ABSTRACT

“What translation has in common with censorship”, the Russian exile and poet Joseph Brodsky wrote, “is that both operate on the ‘what’s possible’ principle, and it must be noted that linguistic barriers can be as high as those erected by the state” (Brodsky 1987, 47–48). Who chooses what’s possible, and when, is of current interest in translation studies, which has focused on censorship as a dynamic and dynamically contextual discourse in literary translation. Brodsky (1940–1996) was born during the Second World War and died a few years after the Cold War ended; during his lifetime, literary censorship was most often conceived as a deeply bifurcated narrative positing autocratic regimes (fascist Germany, Italy, Spain and Soviet Russia and Eastern Europe) that banned, imprisoned and killed writers and translators against a free West where the work of persecuted writers could be translated and published.
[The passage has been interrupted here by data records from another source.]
pub(crate) mod archive;
pub(crate) mod descriptor;
pub(crate) mod layout;
pub(crate) mod png;
use anyhow::anyhow;
use image::{Rgb, RgbImage, RgbaImage, imageops::FilterType};

use crate::{
    config::RunSettings,
    foundation::{
        core::{Canvas, FrameIndex, NormalizedFrame, RawFrame},
        error::{PackError, PackResult},
    },
    frame::{crop, quantize},
};

/// Resize to `width` keeping the aspect ratio (Lanczos3).
pub fn scale_to_width(img: &RgbaImage, width: u32) -> PackResult<RgbaImage> {
    let (src_w, src_h) = img.dimensions();
    if src_w == 0 || src_h == 0 {
        return Err(PackError::Other(anyhow!(
            "cannot scale an empty {src_w}x{src_h} frame"
        )));
    }
    let ratio = f64::from(width) / f64::from(src_w);
    let height = ((f64::from(src_h) * ratio) as u32).max(1);
    Ok(image::imageops::resize(
        img,
        width,
        height,
        FilterType::Lanczos3,
    ))
}

/// Place `scaled` on an opaque canvas: left-aligned, vertically centered.
///
/// The canvas is filled with the color of `scaled`'s top-left pixel, which is
/// what the crop step later treats as background. Alpha is dropped, not
/// blended. Rows that do not fit are clipped.
pub fn letterbox(scaled: &RgbaImage, canvas: Canvas) -> RgbImage {
    let fill = scaled
        .get_pixel_checked(0, 0)
        .map(|p| Rgb([p[0], p[1], p[2]]))
        .unwrap_or(Rgb([0, 0, 0]));
    let mut out = RgbImage::from_pixel(canvas.width, canvas.height, fill);

    let rgb = RgbImage::from_fn(scaled.width(), scaled.height(), |x, y| {
        let p = scaled.get_pixel(x, y);
        Rgb([p[0], p[1], p[2]])
    });
    let top = (f64::from(canvas.height) / 2.0 - f64::from(rgb.height()) / 2.0) as i64;
    image::imageops::replace(&mut out, &rgb, 0, top);
    out
}

/// Scale, letterbox, crop and quantize one frame.
#[tracing::instrument(skip(raw, settings), fields(src_w = raw.width, src_h = raw.height))]
pub fn normalize(
    raw: RawFrame,
    index: FrameIndex,
    settings: &RunSettings,
) -> PackResult<NormalizedFrame> {
    let (w, h) = (raw.width, raw.height);
    let img = raw
        .into_image()
        .ok_or_else(|| PackError::Other(anyhow!("pixel buffer does not match {w}x{h}")))?;

    let scaled = scale_to_width(&img, settings.canvas.width)?;
    let composed = letterbox(&scaled, settings.canvas);
    tracing::debug!(
        width = composed.width(),
        height = composed.height(),
        "size before crop"
    );

    let cropped = crop::crop(&composed, settings.tolerance, settings.steps);
    tracing::debug!(
        width = cropped.image.width(),
        height = cropped.image.height(),
        "size after crop"
    );

    let image = quantize::quantize(&cropped.image, settings.colors);
    Ok(NormalizedFrame {
        index,
        image,
        pos_x: cropped.pos_x,
        pos_y: cropped.pos_y,
    })
}

#[cfg(test)]
#[path = "../../tests/unit/frame/normalize.rs"]
mod tests;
Literary censorship always seemed to happen over there or back then. Brodsky found the narrative to be more complex. A year after his exile to the USA, Brodsky questioned American translators of Anna Akhmatova’s poetry for their slavishness to contemporary American taste, primarily the appetite for free verse over rhymed: “freedom”, he wrote, “turned out to be a burden” (Brodsky 1973, n.p.). Brodsky and his mentor, Akhmatova, were both persecuted and censored in Soviet Russia and Brodsky’s fury at translatorial changes to Akhmatova’s poetry in translation seems disproportionate to the visceral oppression they both endured. However, his experience of both institutional censorship in an autocratic society and his resistance to prevailing tastes in a market-driven democratic society highlights commonalities in the modality of censorship: the mechanisms by which it works, the complex human interactions that support it, how translation makes visible the borders of acceptance in national and ideological narratives, and the role of the translator in supporting and eliding censorship.